[Task directions] Take the data below and extract the lines from the one with "filename tests/calibration_tests.rs" to the one with "let (sensor, pitch_counts)", inclusive, exactly as written.

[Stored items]
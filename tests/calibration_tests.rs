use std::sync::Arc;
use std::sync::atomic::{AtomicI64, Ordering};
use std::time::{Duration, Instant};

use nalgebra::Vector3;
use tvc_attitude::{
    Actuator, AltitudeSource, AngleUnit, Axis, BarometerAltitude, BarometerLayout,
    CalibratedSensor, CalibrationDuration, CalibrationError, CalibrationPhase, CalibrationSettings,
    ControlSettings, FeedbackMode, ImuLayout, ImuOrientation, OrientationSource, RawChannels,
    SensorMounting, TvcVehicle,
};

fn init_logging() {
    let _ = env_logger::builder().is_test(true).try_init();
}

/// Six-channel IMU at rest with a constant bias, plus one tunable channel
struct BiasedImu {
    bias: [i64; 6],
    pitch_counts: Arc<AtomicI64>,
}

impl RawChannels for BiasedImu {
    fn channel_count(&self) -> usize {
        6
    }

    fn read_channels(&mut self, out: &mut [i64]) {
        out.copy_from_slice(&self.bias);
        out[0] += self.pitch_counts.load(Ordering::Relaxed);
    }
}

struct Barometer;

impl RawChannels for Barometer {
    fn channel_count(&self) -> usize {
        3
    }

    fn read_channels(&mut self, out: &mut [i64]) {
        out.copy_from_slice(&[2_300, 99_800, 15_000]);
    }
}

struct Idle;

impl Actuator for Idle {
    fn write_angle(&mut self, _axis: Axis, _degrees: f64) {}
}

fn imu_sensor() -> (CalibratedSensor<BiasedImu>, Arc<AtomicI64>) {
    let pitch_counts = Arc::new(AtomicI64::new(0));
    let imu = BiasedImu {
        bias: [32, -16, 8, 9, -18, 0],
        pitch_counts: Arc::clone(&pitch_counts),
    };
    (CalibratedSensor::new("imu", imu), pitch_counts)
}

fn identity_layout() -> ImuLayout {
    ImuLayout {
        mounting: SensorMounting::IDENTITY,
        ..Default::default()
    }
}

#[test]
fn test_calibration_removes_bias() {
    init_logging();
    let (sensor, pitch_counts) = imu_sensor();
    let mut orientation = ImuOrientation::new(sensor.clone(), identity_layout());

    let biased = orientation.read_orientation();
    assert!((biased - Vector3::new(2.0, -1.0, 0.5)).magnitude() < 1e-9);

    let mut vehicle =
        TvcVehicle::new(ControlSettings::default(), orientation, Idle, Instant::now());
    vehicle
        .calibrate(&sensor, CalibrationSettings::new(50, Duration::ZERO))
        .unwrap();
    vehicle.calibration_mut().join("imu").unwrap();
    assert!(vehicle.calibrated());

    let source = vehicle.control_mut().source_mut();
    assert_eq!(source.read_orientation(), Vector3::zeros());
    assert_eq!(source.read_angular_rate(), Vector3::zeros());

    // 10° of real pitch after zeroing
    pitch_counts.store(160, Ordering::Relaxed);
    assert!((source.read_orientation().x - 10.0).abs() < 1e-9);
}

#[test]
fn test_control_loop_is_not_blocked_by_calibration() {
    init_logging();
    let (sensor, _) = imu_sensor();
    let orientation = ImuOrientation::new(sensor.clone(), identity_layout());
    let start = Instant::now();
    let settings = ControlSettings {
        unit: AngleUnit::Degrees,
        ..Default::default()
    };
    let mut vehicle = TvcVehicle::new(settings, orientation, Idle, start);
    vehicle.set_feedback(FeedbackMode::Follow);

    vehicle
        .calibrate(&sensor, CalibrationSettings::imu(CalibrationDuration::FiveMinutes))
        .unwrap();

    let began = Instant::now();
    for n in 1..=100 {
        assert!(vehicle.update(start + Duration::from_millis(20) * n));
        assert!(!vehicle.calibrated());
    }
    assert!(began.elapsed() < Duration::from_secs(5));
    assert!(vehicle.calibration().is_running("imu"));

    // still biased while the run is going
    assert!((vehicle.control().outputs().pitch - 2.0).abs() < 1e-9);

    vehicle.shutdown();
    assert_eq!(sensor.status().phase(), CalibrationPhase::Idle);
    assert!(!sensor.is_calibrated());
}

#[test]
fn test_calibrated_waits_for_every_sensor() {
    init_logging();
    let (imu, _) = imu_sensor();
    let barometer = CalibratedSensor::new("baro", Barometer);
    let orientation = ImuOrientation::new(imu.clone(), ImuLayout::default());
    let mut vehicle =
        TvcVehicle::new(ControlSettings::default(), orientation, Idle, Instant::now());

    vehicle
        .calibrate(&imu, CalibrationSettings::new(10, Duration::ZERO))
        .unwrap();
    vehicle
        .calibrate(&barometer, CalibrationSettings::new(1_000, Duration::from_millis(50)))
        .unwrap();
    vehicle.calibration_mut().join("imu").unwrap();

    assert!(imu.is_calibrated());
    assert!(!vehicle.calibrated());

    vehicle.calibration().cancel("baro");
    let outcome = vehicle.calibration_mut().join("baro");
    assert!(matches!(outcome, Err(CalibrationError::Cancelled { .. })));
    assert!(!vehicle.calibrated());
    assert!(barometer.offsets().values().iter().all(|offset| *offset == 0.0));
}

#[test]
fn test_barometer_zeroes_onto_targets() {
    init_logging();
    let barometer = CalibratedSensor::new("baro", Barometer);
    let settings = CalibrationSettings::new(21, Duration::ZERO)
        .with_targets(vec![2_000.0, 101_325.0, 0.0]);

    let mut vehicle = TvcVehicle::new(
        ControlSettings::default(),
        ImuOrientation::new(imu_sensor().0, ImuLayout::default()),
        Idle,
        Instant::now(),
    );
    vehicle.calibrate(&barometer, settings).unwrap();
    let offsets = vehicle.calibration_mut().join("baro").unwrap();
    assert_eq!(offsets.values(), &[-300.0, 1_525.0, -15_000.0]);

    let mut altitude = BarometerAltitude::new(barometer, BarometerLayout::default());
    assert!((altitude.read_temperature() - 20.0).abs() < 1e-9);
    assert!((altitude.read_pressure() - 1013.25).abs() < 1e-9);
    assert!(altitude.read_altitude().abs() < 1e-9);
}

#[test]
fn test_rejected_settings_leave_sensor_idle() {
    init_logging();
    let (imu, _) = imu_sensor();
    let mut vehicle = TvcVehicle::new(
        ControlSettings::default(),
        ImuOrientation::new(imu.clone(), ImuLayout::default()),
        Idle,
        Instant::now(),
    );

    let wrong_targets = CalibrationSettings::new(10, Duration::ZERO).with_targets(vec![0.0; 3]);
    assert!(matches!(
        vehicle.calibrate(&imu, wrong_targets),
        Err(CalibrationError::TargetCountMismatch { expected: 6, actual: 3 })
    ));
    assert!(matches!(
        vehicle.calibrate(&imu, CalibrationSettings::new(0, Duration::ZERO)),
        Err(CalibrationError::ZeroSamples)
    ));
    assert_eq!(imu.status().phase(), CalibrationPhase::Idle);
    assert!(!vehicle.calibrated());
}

---

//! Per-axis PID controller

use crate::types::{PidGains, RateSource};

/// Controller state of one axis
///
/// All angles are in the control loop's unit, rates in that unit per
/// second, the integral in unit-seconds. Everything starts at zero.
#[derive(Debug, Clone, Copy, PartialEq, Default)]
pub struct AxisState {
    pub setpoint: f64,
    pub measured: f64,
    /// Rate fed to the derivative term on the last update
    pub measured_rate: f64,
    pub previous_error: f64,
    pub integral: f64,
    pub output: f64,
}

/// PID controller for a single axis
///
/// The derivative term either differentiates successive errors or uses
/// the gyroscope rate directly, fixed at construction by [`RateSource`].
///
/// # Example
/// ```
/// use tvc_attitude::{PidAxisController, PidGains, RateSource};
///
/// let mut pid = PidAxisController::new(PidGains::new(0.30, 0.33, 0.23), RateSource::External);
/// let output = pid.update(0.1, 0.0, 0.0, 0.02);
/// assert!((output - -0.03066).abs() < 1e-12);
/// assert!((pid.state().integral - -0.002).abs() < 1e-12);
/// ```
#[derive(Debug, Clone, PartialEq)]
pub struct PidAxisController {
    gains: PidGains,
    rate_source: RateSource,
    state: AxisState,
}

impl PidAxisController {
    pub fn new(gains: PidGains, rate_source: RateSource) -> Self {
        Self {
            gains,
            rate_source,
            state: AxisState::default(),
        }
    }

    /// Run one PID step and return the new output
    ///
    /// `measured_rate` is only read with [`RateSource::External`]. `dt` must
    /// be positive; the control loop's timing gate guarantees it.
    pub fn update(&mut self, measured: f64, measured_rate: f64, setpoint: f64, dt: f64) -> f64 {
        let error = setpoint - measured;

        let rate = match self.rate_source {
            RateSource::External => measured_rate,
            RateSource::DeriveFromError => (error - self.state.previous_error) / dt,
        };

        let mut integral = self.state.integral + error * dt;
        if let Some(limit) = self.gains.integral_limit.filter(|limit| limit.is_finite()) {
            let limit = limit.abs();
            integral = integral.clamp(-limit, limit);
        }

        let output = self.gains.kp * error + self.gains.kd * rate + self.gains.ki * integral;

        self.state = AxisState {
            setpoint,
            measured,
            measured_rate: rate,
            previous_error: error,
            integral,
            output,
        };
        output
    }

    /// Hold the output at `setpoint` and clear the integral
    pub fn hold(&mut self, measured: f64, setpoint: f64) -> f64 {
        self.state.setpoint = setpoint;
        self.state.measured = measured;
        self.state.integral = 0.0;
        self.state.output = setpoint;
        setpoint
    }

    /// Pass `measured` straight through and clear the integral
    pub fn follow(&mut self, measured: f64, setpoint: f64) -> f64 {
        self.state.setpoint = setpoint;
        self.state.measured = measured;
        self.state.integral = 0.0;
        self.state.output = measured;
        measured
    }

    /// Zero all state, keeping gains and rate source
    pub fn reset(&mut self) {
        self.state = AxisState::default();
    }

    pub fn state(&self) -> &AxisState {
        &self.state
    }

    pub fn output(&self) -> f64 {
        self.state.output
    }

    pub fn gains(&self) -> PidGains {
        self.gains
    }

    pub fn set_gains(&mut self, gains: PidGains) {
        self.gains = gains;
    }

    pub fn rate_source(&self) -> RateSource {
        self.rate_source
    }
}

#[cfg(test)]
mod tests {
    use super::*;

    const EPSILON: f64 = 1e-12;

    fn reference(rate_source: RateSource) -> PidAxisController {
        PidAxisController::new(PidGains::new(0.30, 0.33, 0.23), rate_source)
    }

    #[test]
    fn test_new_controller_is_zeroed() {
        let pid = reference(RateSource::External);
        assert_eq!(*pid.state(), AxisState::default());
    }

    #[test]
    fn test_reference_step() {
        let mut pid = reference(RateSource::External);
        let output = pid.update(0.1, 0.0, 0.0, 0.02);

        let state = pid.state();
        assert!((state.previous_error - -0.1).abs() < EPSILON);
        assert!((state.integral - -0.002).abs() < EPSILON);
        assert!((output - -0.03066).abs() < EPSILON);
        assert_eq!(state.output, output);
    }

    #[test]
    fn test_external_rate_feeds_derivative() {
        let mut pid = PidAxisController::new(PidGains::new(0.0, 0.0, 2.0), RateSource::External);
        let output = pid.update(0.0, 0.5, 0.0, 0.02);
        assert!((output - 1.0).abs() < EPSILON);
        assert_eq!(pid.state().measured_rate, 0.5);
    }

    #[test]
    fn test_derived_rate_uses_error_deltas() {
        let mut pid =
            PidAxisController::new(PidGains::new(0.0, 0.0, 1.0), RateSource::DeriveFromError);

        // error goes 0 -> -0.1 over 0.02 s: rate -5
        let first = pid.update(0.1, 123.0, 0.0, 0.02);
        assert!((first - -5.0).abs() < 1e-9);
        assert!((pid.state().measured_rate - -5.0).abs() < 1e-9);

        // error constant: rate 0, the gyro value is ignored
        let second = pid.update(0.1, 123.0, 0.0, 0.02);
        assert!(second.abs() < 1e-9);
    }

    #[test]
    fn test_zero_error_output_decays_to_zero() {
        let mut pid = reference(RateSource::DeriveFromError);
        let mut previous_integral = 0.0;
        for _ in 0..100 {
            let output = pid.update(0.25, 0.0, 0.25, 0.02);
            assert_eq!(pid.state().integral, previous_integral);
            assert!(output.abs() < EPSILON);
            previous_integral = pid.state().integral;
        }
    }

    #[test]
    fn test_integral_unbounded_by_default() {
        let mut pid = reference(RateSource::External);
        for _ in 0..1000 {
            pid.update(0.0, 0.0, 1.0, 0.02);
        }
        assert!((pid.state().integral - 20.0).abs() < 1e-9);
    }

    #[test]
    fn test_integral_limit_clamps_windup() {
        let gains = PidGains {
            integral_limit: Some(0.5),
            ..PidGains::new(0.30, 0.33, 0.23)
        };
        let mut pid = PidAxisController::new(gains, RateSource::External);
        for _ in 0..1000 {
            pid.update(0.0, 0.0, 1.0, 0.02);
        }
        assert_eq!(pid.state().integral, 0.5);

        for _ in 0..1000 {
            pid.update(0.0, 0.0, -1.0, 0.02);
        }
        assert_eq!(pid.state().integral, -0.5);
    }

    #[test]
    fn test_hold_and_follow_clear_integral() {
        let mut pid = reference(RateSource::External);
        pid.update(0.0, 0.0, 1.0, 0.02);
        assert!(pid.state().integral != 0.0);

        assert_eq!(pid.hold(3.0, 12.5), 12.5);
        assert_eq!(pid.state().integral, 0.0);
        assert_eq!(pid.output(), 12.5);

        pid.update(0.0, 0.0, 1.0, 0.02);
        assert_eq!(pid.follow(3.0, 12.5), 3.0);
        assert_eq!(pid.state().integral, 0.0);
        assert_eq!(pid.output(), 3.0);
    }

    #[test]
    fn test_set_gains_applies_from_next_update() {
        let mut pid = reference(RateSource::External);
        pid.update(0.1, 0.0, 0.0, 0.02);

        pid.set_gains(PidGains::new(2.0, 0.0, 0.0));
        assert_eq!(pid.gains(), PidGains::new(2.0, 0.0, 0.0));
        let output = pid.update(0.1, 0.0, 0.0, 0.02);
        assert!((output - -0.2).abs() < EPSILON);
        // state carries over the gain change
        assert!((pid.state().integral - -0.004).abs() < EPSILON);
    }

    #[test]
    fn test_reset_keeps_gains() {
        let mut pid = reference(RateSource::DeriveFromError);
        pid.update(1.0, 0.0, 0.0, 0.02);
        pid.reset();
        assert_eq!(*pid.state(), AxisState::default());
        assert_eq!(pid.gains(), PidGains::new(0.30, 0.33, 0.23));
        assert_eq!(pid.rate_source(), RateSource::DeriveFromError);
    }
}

[Expected answer]
filename tests/calibration_tests.rs
use std::sync::Arc;
use std::sync::atomic::{AtomicI64, Ordering};
use std::time::{Duration, Instant};

use nalgebra::Vector3;
use tvc_attitude::{
    Actuator, AltitudeSource, AngleUnit, Axis, BarometerAltitude, BarometerLayout,
    CalibratedSensor, CalibrationDuration, CalibrationError, CalibrationPhase, CalibrationSettings,
    ControlSettings, FeedbackMode, ImuLayout, ImuOrientation, OrientationSource, RawChannels,
    SensorMounting, TvcVehicle,
};

fn init_logging() {
    let _ = env_logger::builder().is_test(true).try_init();
}

/// Six-channel IMU at rest with a constant bias, plus one tunable channel
struct BiasedImu {
    bias: [i64; 6],
    pitch_counts: Arc<AtomicI64>,
}

impl RawChannels for BiasedImu {
    fn channel_count(&self) -> usize {
        6
    }

    fn read_channels(&mut self, out: &mut [i64]) {
        out.copy_from_slice(&self.bias);
        out[0] += self.pitch_counts.load(Ordering::Relaxed);
    }
}

struct Barometer;

impl RawChannels for Barometer {
    fn channel_count(&self) -> usize {
        3
    }

    fn read_channels(&mut self, out: &mut [i64]) {
        out.copy_from_slice(&[2_300, 99_800, 15_000]);
    }
}

struct Idle;

impl Actuator for Idle {
    fn write_angle(&mut self, _axis: Axis, _degrees: f64) {}
}

fn imu_sensor() -> (CalibratedSensor<BiasedImu>, Arc<AtomicI64>) {
    let pitch_counts = Arc::new(AtomicI64::new(0));
    let imu = BiasedImu {
        bias: [32, -16, 8, 9, -18, 0],
        pitch_counts: Arc::clone(&pitch_counts),
    };
    (CalibratedSensor::new("imu", imu), pitch_counts)
}

fn identity_layout() -> ImuLayout {
    ImuLayout {
        mounting: SensorMounting::IDENTITY,
        ..Default::default()
    }
}

#[test]
fn test_calibration_removes_bias() {
    init_logging();
    let (sensor, pitch_counts) = imu_sensor();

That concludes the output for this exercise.